LocalLLaMA

4 readers

4 users here now

Community to discuss about Llama, the family of large language models created by Meta AI.

founded 2 years ago

MODERATORS

communick@poweruser.forum

are there any Super Tiny LLM models which we can ship within a mobile application? (alien.top)

submitted 2 years ago by Prashant_4200@alien.top to c/localllama@poweruser.forum

7 comments fedilink hide all child comments

I'm new in the LLM world, I just want to know if is there any super tiny LLM model that we can integrate with our existing mobile application and ship it on the app store.

If I give a simple example, I have one news application so it's possible to integrate llm with my news application so I can perform some operations on the application to provide a better experience to users without sharing their personal information on the internet. Like: summarises the article in different types of tones (like 5, 10, 15-year-old kid, in the poem, old and Gen Z style). Track the type of articles the user likes and display only those articles in his feed) and many more.

And if this is not possible, is there any platform where we can host these types of tiny models like a Firebase ML model (these services are not changed that much as compared to other LLM hosting services)?

top 7 comments

sorted by: hot top controversial new old

[–] woadwarrior@alien.top 1 points 2 years ago (1 children)

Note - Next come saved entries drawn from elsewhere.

#[cfg(test)]
mod tests {
    use super::*;

    fn print_str(screen: &mut ScreenBuffer, text: &str) {
        for ch in text.chars() {
            screen.print(ch);
        }
    }

    fn glyph_at(screen: &ScreenBuffer, row: u16, col: u16) -> String {
        screen.cell(row, col).unwrap().display_glyph().to_string()
    }

    #[test]
    fn test_print_advances_cursor_monotonically() {
        let mut screen = ScreenBuffer::new(24, 80);
        for i in 1..=80u16 {
            screen.print('x');
            assert_eq!(screen.cursor().col, i);
        }
        // Parked at the edge; the next print wraps.
        assert_eq!(screen.cursor().col, 80);
        screen.print('y');
        assert_eq!(screen.cursor().row, 1);
        assert_eq!(screen.cursor().col, 1);
    }

    #[test]
    fn test_wrap_scrolls_at_region_bottom() {
        let mut screen = ScreenBuffer::new(2, 3);
        print_str(&mut screen, "abcdef");
        // Both rows full; one more glyph pushes the first row out.
        screen.print('g');
        assert_eq!(glyph_at(&screen, 0, 0), "d");
        assert_eq!(glyph_at(&screen, 1, 0), "g");
    }

    #[test]
    fn test_five_lines_into_three_rows() {
        let mut screen = ScreenBuffer::new(3, 10);
        for (i, line) in ["one", "two", "three", "four", "five"].iter().enumerate() {
            if i > 0 {
                screen.carriage_return();
                screen.line_feed();
            }
            print_str(&mut screen, line);
        }
        let rows = screen.snapshot();
        let lines: Vec<String> = rows.iter().map(Row::text).collect();
        assert_eq!(lines, vec!["three", "four", "five"]);
    }

    #[test]
    fn test_erase_uses_current_background() {
        let mut screen = ScreenBuffer::new(4, 4);
        screen.apply_sgr(&[44]);
        screen.erase_display(2);
        let cell = screen.cell(2, 2).unwrap();
        assert_eq!(cell.attrs.bg, Color::Indexed(4));
        assert_eq!(cell.attrs.fg, Color::Default);
        assert!(cell.is_blank());
    }

    #[test]
    fn test_sgr_bold_does_not_promote_to_bright() {
        let mut screen = ScreenBuffer::new(2, 10);
        screen.apply_sgr(&[1, 31]);
        screen.print('A');
        let cell = screen.cell(0, 0).unwrap();
        assert_eq!(cell.attrs.fg, Color::Indexed(1));
        assert!(cell.attrs.flags.contains(AttrFlags::BOLD));

        screen.apply_sgr(&[0]);
        screen.print('B');
        let cell = screen.cell(0, 1).unwrap();
        assert_eq!(cell.attrs.fg, Color::Default);
        assert!(!cell.attrs.flags.contains(AttrFlags::BOLD));
    }

    #[test]
    fn test_sgr_extended_colors() {
        let mut screen = ScreenBuffer::new(2, 10);
        screen.apply_sgr(&[38, 5, 196]);
        assert_eq!(screen.attrs().fg, Color::Indexed(196));
        screen.apply_sgr(&[48, 2, 10, 20, 30]);
        assert_eq!(screen.attrs().bg, Color::Rgb(10, 20, 30));
        screen.apply_sgr(&[39, 49]);
        assert_eq!(screen.attrs().fg, Color::Default);
        assert_eq!(screen.attrs().bg, Color::Default);
    }

    #[test]
    fn test_reverse_resolves_at_render_time() {
        let mut screen = ScreenBuffer::new(2, 10);
        screen.apply_sgr(&[31, 44, 7]);
        screen.print('R');
        let cell = screen.cell(0, 0).unwrap();
        // Stored colors unchanged; the swap happens in effective_colors.
        assert_eq!(cell.attrs.fg, Color::Indexed(1));
        assert_eq!(cell.attrs.bg, Color::Indexed(4));
        assert_eq!(
            cell.effective_colors(),
            (Color::Indexed(4), Color::Indexed(1))
        );
    }

    #[test]
    fn test_alt_screen_round_trip() {
        let mut screen = ScreenBuffer::new(4, 10);
        print_str(&mut screen, "hello");
        screen.enter_alt_screen();
        assert!(screen.in_alt_screen());
        print_str(&mut screen, "world");
        assert_eq!(glyph_at(&screen, 0, 0), "w");
        screen.exit_alt_screen();
        assert!(!screen.in_alt_screen());
        assert_eq!(glyph_at(&screen, 0, 0), "h");
        assert_eq!(screen.cursor().col, 5);
    }

    #[test]
    fn test_enter_alt_screen_is_idempotent() {
        let mut screen = ScreenBuffer::new(4, 10);
        print_str(&mut screen, "keep");
        screen.enter_alt_screen();
        print_str(&mut screen, "alt");
        screen.enter_alt_screen();
        // Second enter must not clear the alternate grid or re-save it.
        assert_eq!(glyph_at(&screen, 0, 0), "a");
        screen.exit_alt_screen();
        assert_eq!(glyph_at(&screen, 0, 0), "k");
        screen.exit_alt_screen();
        assert_eq!(glyph_at(&screen, 0, 0), "k");
    }

    #[test]
    fn test_save_restore_cursor_position_only() {
        let mut screen = ScreenBuffer::new(10, 10);
        screen.cursor_position(3, 4);
        screen.apply_sgr(&[31]);
        screen.save_cursor();
        screen.cursor_position(8, 8);
        screen.apply_sgr(&[0]);
        screen.restore_cursor();
        assert_eq!((screen.cursor().row, screen.cursor().col), (2, 3));
        // Attributes are deliberately not part of the saved state.
        assert_eq!(screen.attrs().fg, Color::Default);
    }

    #[test]
    fn test_scroll_region_confines_scrolling() {
        let mut screen = ScreenBuffer::new(5, 10);
        for row in 0..5 {
            screen.cursor_position(row + 1, 1);
            print_str(&mut screen, &format!("line{}", row));
        }
        // Region rows 2-4 (1-indexed), cursor at region bottom.
        screen.set_scroll_region(2, 4);
        screen.cursor_position(4, 1);
        screen.line_feed();
        let lines: Vec<String> = (0..5)
            .map(|r| {
                (0..10)
                    .map(|c| glyph_at(&screen, r, c))
                    .collect::<String>()
                    .trim_end()
                    .to_string()
            })
            .collect();
        assert_eq!(lines, vec!["line0", "line2", "line3", "", "line4"]);
    }

    #[test]
    fn test_insert_and_delete_chars() {
        let mut screen = ScreenBuffer::new(2, 6);
        print_str(&mut screen, "abcdef");
        screen.cursor_position(1, 2);
        screen.insert_chars(2);
        let line: String = (0..6).map(|c| glyph_at(&screen, 0, c)).collect();
        assert_eq!(line, "a  bcd");
        screen.delete_chars(2);
        let line: String = (0..6).map(|c| glyph_at(&screen, 0, c)).collect();
        assert_eq!(line, "abcd  ");
    }

    #[test]
    fn test_tab_stops_every_eight_columns() {
        let mut screen = ScreenBuffer::new(2, 20);
        screen.tab();
        assert_eq!(screen.cursor().col, 8);
        screen.tab();
        assert_eq!(screen.cursor().col, 16);
        screen.tab();
        assert_eq!(screen.cursor().col, 19);
    }

    #[test]
    fn test_wide_char_continuation() {
        let mut screen = ScreenBuffer::new(2, 10);
        screen.print('漢');
        assert_eq!(screen.cursor().col, 2);
        assert!(screen.cell(0, 1).unwrap().is_continuation());
        // Overwriting the right half blanks the left half.
        screen.cursor_position(1, 2);
        screen.print('x');
        assert!(screen.cell(0, 0).unwrap().is_blank());
    }

    #[test]
    fn test_resize_truncates_and_pads() {
        let mut screen = ScreenBuffer::new(4, 10);
        print_str(&mut screen, "0123456789");
        screen.resize(2, 5);
        assert_eq!(screen.rows(), 2);
        assert_eq!(screen.cols(), 5);
        let line: String = (0..5).map(|c| glyph_at(&screen, 0, c)).collect();
        assert_eq!(line, "01234");
        screen.resize(3, 8);
        assert_eq!(screen.snapshot().len(), 1);
    }

    #[test]
    fn test_device_status_report() {
        let mut screen = ScreenBuffer::new(10, 10);
        screen.cursor_position(5, 7);
        let response = screen.apply(&Token::Csi {
            params: vec![6],
            intermediate: None,
            final_byte: 'n',
        });
        assert_eq!(response, Some(Response::CursorPosition(5, 7)));
        assert_eq!(
            Response::CursorPosition(5, 7).to_bytes(),
            b"\x1b[5;7R".to_vec()
        );
    }

    #[test]
    fn test_osc_sets_title() {
        let mut screen = ScreenBuffer::new(2, 10);
        screen.apply(&Token::Osc(b"0;my session".to_vec()));
        assert_eq!(screen.title(), "my session");
        screen.apply(&Token::Osc(b"52;c;base64junk".to_vec()));
        assert_eq!(screen.title(), "my session");
    }

    #[test]
    fn test_palette_mapping() {
        assert_eq!(indexed_to_rgb(1), (0x80, 0x00, 0x00));
        assert_eq!(indexed_to_rgb(9), (0xff, 0x00, 0x00));
        // Cube corner: 16 is black, 231 is white-ish (255,255,255).
        assert_eq!(indexed_to_rgb(16), (0, 0, 0));
        assert_eq!(indexed_to_rgb(231), (255, 255, 255));
        // Grayscale ramp.
        assert_eq!(indexed_to_rgb(232), (8, 8, 8));
        assert_eq!(indexed_to_rgb(255), (238, 238, 238));
        assert_eq!(Color::Default.to_rgb(), None);
    }
}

I have an app on the App Store that does that. It ships with a 4 bit quantised 3B parameter LLM baked in (The app is a 1.67GB download) and users on newer phones (iPhone 14,15 Pro and Pro Max) can optionally download a 3 bit quantised 7B parameter LLM.

[–] amusiccale@alien.top 1 points 2 years ago

Hey, I actually just tried this on my iPhone SE 2nd gen to see if it would run the 3B, even slowly, but it says it’s not compatible— any suggestions?

[–] SlowSmarts@alien.top 1 points 2 years ago

TinyLlama 1.1b may have potential - Tiny Llama 1.1b project

TheBloke has made a GGUF of v0.3 chat already.

Looking on HuggingFace, there may be more that have been fine tuned for instruct, etc.

[–] kotschi1997@alien.top 1 points 2 years ago

Check out the tiny llama project! 1.1B parameters, pretty solid performance for its size and the currently available checkpoints are only about halfway through the complete pre-training process.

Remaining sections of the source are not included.